WHAT TO PRODUCE
An exact, complete copy of the entries that follow is needed.

[Records from a data source]
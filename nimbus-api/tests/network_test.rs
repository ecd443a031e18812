// HTTP tests for VPCs, DNS zones and records, volumes and snapshots

mod common;

use common::{create_test_app, settle};
use serde_json::{json, Value};

#[tokio::test]
async fn test_vpc_refuses_delete_while_non_empty() {
    let app = create_test_app();
    let vpc: Value = app.server.post("/vpcs").json(&json!({ "name": "prod" })).await.json();
    assert_eq!(vpc["cidr"], "10.0.0.0/16");
    let vpc_id = vpc["id"].as_str().unwrap().to_string();

    let subnet = app
        .server
        .post(&format!("/vpcs/{vpc_id}/subnets"))
        .json(&json!({ "name": "a", "cidr": "10.0.1.0/24" }))
        .await;
    assert_eq!(subnet.status_code(), 201);
    let subnet: Value = subnet.json();
    assert_eq!(subnet["gateway"], "10.0.1.1");

    let outside = app
        .server
        .post(&format!("/vpcs/{vpc_id}/subnets"))
        .json(&json!({ "name": "b", "cidr": "192.168.0.0/24" }))
        .await;
    assert_eq!(outside.status_code(), 400);

    let overlap = app
        .server
        .post(&format!("/vpcs/{vpc_id}/subnets"))
        .json(&json!({ "name": "c", "cidr": "10.0.1.0/25" }))
        .await;
    assert_eq!(overlap.status_code(), 409);

    assert_eq!(app.server.delete(&format!("/vpcs/{vpc_id}")).await.status_code(), 409);

    let subnet_id = subnet["id"].as_str().unwrap();
    assert_eq!(
        app.server.delete(&format!("/vpcs/{vpc_id}/subnets/{subnet_id}")).await.status_code(),
        204
    );
    assert_eq!(app.server.delete(&format!("/vpcs/{vpc_id}")).await.status_code(), 204);
    assert_eq!(app.server.get(&format!("/vpcs/{vpc_id}")).await.status_code(), 404);
}

#[tokio::test]
async fn test_security_group_rules_are_checked() {
    let app = create_test_app();
    let vpc: Value = app.server.post("/vpcs").json(&json!({ "name": "sg" })).await.json();
    let vpc_id = vpc["id"].as_str().unwrap().to_string();

    let ok = app
        .server
        .post(&format!("/vpcs/{vpc_id}/security-groups"))
        .json(&json!({
            "name": "web",
            "rules": [{
                "action": "allow", "direction": "ingress", "protocol": "tcp",
                "port_from": 443, "port_to": 443, "source": { "cidr": "0.0.0.0/0" }
            }]
        }))
        .await;
    assert_eq!(ok.status_code(), 201);

    let bad = app
        .server
        .post(&format!("/vpcs/{vpc_id}/security-groups"))
        .json(&json!({
            "name": "bad",
            "rules": [{
                "action": "allow", "direction": "ingress", "protocol": "sctp",
                "port_from": 1, "port_to": 2, "source": { "cidr": "0.0.0.0/0" }
            }]
        }))
        .await;
    assert_eq!(bad.status_code(), 400);
    assert_eq!(bad.json::<Value>()["field"], "protocol");
}

#[tokio::test]
async fn test_dns_zone_gets_auto_record_for_running_instance() {
    let app = create_test_app();
    let vpc: Value = app.server.post("/vpcs").json(&json!({ "name": "prod" })).await.json();
    let vpc_id = vpc["id"].as_str().unwrap().to_string();

    let zone = app
        .server
        .post("/dns/zones")
        .json(&json!({ "name": "Prod.Internal.", "vpc_id": vpc_id }))
        .await;
    assert_eq!(zone.status_code(), 201);
    let zone: Value = zone.json();
    assert_eq!(zone["name"], "prod.internal");
    let zone_id = zone["id"].as_str().unwrap().to_string();

    let second = app
        .server
        .post("/dns/zones")
        .json(&json!({ "name": "other.internal", "vpc_id": vpc_id }))
        .await;
    assert_eq!(second.status_code(), 409);

    app.server
        .post("/instances")
        .json(&json!({ "name": "web", "image": "nginx", "vpc_id": vpc_id }))
        .await;
    settle().await;

    let records: Vec<Value> = app.server.get(&format!("/dns/zones/{zone_id}/records")).await.json();
    assert_eq!(records.len(), 1);
    assert_eq!(records[0]["name"], "web");
    assert_eq!(records[0]["auto_managed"], true);
    assert_eq!(records[0]["ttl"], 300);

    // Auto records belong to their instance.
    let rec_id = records[0]["id"].as_str().unwrap();
    let refused = app.server.delete(&format!("/dns/zones/{zone_id}/records/{rec_id}")).await;
    assert_eq!(refused.status_code(), 409);
}

#[tokio::test]
async fn test_manual_record_ttl_is_clamped() {
    let app = create_test_app();
    let zone: Value = app
        .server
        .post("/dns/zones")
        .json(&json!({ "name": "example.test" }))
        .await
        .json();
    let zone_id = zone["id"].as_str().unwrap().to_string();

    let record = app
        .server
        .post(&format!("/dns/zones/{zone_id}/records"))
        .json(&json!({ "name": "www", "record_type": "A", "content": "192.0.2.10", "ttl": 10 }))
        .await;
    assert_eq!(record.status_code(), 201);
    let record: Value = record.json();
    assert_eq!(record["ttl"], 60);
    assert_eq!(record["auto_managed"], false);

    let bad = app
        .server
        .post(&format!("/dns/zones/{zone_id}/records"))
        .json(&json!({ "name": "www", "record_type": "A", "content": "nope" }))
        .await;
    assert_eq!(bad.status_code(), 400);
}

#[tokio::test]
async fn test_volume_attach_snapshot_restore() {
    let app = create_test_app();
    let inst: Value = app
        .server
        .post("/instances")
        .json(&json!({ "name": "db", "image": "postgres:16" }))
        .await
        .json();
    let inst_id = inst["id"].as_str().unwrap().to_string();
    settle().await;

    let vol = app.server.post("/volumes").json(&json!({ "name": "pgdata", "size_gb": 20 })).await;
    assert_eq!(vol.status_code(), 201);
    let vol: Value = vol.json();
    assert_eq!(vol["status"], "available");
    let vol_id = vol["id"].as_str().unwrap().to_string();

    let attached: Value = app
        .server
        .post(&format!("/volumes/{vol_id}/attach"))
        .json(&json!({ "instance_id": inst_id }))
        .await
        .json();
    assert_eq!(attached["status"], "in_use");
    assert_eq!(app.server.delete(&format!("/volumes/{vol_id}")).await.status_code(), 409);

    let snap = app
        .server
        .post(&format!("/volumes/{vol_id}/snapshots"))
        .json(&json!({ "name": "before-upgrade" }))
        .await;
    assert_eq!(snap.status_code(), 201);
    let snap_id = snap.json::<Value>()["id"].as_str().unwrap().to_string();

    let restored = app
        .server
        .post(&format!("/snapshots/{snap_id}/restore"))
        .json(&json!({ "name": "pgdata-copy" }))
        .await;
    assert_eq!(restored.status_code(), 201);
    assert_eq!(restored.json::<Value>()["size_gb"], 20);

    let detached: Value = app.server.post(&format!("/volumes/{vol_id}/detach")).await.json();
    assert_eq!(detached["status"], "available");
    assert_eq!(app.server.delete(&format!("/volumes/{vol_id}")).await.status_code(), 204);

    let listed: Vec<Value> = app.server.get("/volumes").await.json();
    assert_eq!(listed.len(), 1);
    assert_eq!(listed[0]["name"], "pgdata-copy");
}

ANSWER BELOW
filename nimbus-api/tests/network_test.rs
repository ecd443a031e18812
// HTTP tests for VPCs, DNS zones and records, volumes and snapshots

mod common;

use common::{create_test_app, settle};
use serde_json::{json, Value};

#[tokio::test]
async fn test_vpc_refuses_delete_while_non_empty() {
    let app = create_test_app();
    let vpc: Value = app.server.post("/vpcs").json(&json!({ "name": "prod" })).await.json();
    assert_eq!(vpc["cidr"], "10.0.0.0/16");
    let vpc_id = vpc["id"].as_str().unwrap().to_string();

    let subnet = app
        .server
        .post(&format!("/vpcs/{vpc_id}/subnets"))
        .json(&json!({ "name": "a", "cidr": "10.0.1.0/24" }))
        .await;
    assert_eq!(subnet.status_code(), 201);
    let subnet: Value = subnet.json();
    assert_eq!(subnet["gateway"], "10.0.1.1");

    let outside = app
        .server
        .post(&format!("/vpcs/{vpc_id}/subnets"))
        .json(&json!({ "name": "b", "cidr": "192.168.0.0/24" }))
        .await;
    assert_eq!(outside.status_code(), 400);

    let overlap = app
        .server
        .post(&format!("/vpcs/{vpc_id}/subnets"))
        .json(&json!({ "name": "c", "cidr": "10.0.1.0/25" }))
        .await;
    assert_eq!(overlap.status_code(), 409);

    assert_eq!(app.server.delete(&format!("/vpcs/{vpc_id}")).await.status_code(), 409);

    let subnet_id = subnet["id"].as_str().unwrap();
    assert_eq!(
        app.server.delete(&format!("/vpcs/{vpc_id}/subnets/{subnet_id}")).await.status_code(),
        204
    );
    assert_eq!(app.server.delete(&format!("/vpcs/{vpc_id}")).await.status_code(), 204);
    assert_eq!(app.server.get(&format!("/vpcs/{vpc_id}")).await.status_code(), 404);
}

#[tokio::test]
async fn test_security_group_rules_are_checked() {
    let app = create_test_app();
    let vpc: Value = app.server.post("/vpcs").json(&json!({ "name": "sg" })).await.json();
    let vpc_id = vpc["id"].as_str().unwrap().to_string();

    let ok = app
        .server
        .post(&format!("/vpcs/{vpc_id}/security-groups"))
        .json(&json!({
            "name": "web",
            "rules": [{
                "action": "allow", "direction": "ingress", "protocol": "tcp",
                "port_from": 443, "port_to": 443, "source": { "cidr": "0.0.0.0/0" }
            }]
        }))
        .await;
    assert_eq!(ok.status_code(), 201);

    let bad = app
        .server
        .post(&format!("/vpcs/{vpc_id}/security-groups"))
        .json(&json!({
            "name": "bad",
            "rules": [{
                "action": "allow", "direction": "ingress", "protocol": "sctp",
                "port_from": 1, "port_to": 2, "source": { "cidr": "0.0.0.0/0" }
            }]
        }))
        .await;
    assert_eq!(bad.status_code(), 400);
    assert_eq!(bad.json::<Value>()["field"], "protocol");
}

#[tokio::test]
async fn test_dns_zone_gets_auto_record_for_running_instance() {
    let app = create_test_app();
    let vpc: Value = app.server.post("/vpcs").json(&json!({ "name": "prod" })).await.json();
    let vpc_id = vpc["id"].as_str().unwrap().to_string();

    let zone = app
        .server
        .post("/dns/zones")
        .json(&json!({ "name": "Prod.Internal.", "vpc_id": vpc_id }))
        .await;
    assert_eq!(zone.status_code(), 201);
    let zone: Value = zone.json();
    assert_eq!(zone["name"], "prod.internal");
    let zone_id = zone["id"].as_str().unwrap().to_string();

    let second = app
        .server
        .post("/dns/zones")
        .json(&json!({ "name": "other.internal", "vpc_id": vpc_id }))
        .await;
    assert_eq!(second.status_code(), 409);

    app.server
        .post("/instances")
        .json(&json!({ "name": "web", "image": "nginx", "vpc_id": vpc_id }))
        .await;
    settle().await;

    let records: Vec<Value> = app.server.get(&format!("/dns/zones/{zone_id}/records")).await.json();
    assert_eq!(records.len(), 1);
    assert_eq!(records[0]["name"], "web");
    assert_eq!(records[0]["auto_managed"], true);
    assert_eq!(records[0]["ttl"], 300);

    // Auto records belong to their instance.
    let rec_id = records[0]["id"].as_str().unwrap();
    let refused = app.server.delete(&format!("/dns/zones/{zone_id}/records/{rec_id}")).await;
    assert_eq!(refused.status_code(), 409);
}

#[tokio::test]
async fn test_manual_record_ttl_is_clamped() {
    let app = create_test_app();
    let zone: Value = app
        .server
        .post("/dns/zones")
        .json(&json!({ "name": "example.test" }))
        .await
        .json();
    let zone_id = zone["id"].as_str().unwrap().to_string();

    let record = app
        .server
        .post(&format!("/dns/zones/{zone_id}/records"))
        .json(&json!({ "name": "www", "record_type": "A", "content": "192.0.2.10", "ttl": 10 }))
        .await;
    assert_eq!(record.status_code(), 201);
    let record: Value = record.json();
    assert_eq!(record["ttl"], 60);
    assert_eq!(record["auto_managed"], false);

    let bad = app
        .server
        .post(&format!("/dns/zones/{zone_id}/records"))
        .json(&json!({ "name": "www", "record_type": "A", "content": "nope" }))
        .await;
    assert_eq!(bad.status_code(), 400);
}

#[tokio::test]
async fn test_volume_attach_snapshot_restore() {
    let app = create_test_app();
    let inst: Value = app
        .server
        .post("/instances")
        .json(&json!({ "name": "db", "image": "postgres:16" }))
        .await
        .json();
    let inst_id = inst["id"].as_str().unwrap().to_string();
    settle().await;

    let vol = app.server.post("/volumes").json(&json!({ "name": "pgdata", "size_gb": 20 })).await;
    assert_eq!(vol.status_code(), 201);
    let vol: Value = vol.json();
    assert_eq!(vol["status"], "available");
    let vol_id = vol["id"].as_str().unwrap().to_string();

    let attached: Value = app
        .server
        .post(&format!("/volumes/{vol_id}/attach"))
        .json(&json!({ "instance_id": inst_id }))
        .await
        .json();
    assert_eq!(attached["status"], "in_use");
    assert_eq!(app.server.delete(&format!("/volumes/{vol_id}")).await.status_code(), 409);

    let snap = app
        .server
        .post(&format!("/volumes/{vol_id}/snapshots"))
        .json(&json!({ "name": "before-upgrade" }))
        .await;
    assert_eq!(snap.status_code(), 201);
    let snap_id = snap.json::<Value>()["id"].as_str().unwrap().to_string();

    let restored = app
        .server
        .post(&format!("/snapshots/{snap_id}/restore"))
        .json(&json!({ "name": "pgdata-copy" }))
        .await;
    assert_eq!(restored.status_code(), 201);
    assert_eq!(restored.json::<Value>()["size_gb"], 20);

    let detached: Value = app.server.post(&format!("/volumes/{vol_id}/detach")).await.json();
    assert_eq!(detached["status"], "available");
    assert_eq!(app.server.delete(&format!("/volumes/{vol_id}")).await.status_code(), 204);

    let listed: Vec<Value> = app.server.get("/volumes").await.json();
    assert_eq!(listed.len(), 1);
    assert_eq!(listed[0]["name"], "pgdata-copy");
}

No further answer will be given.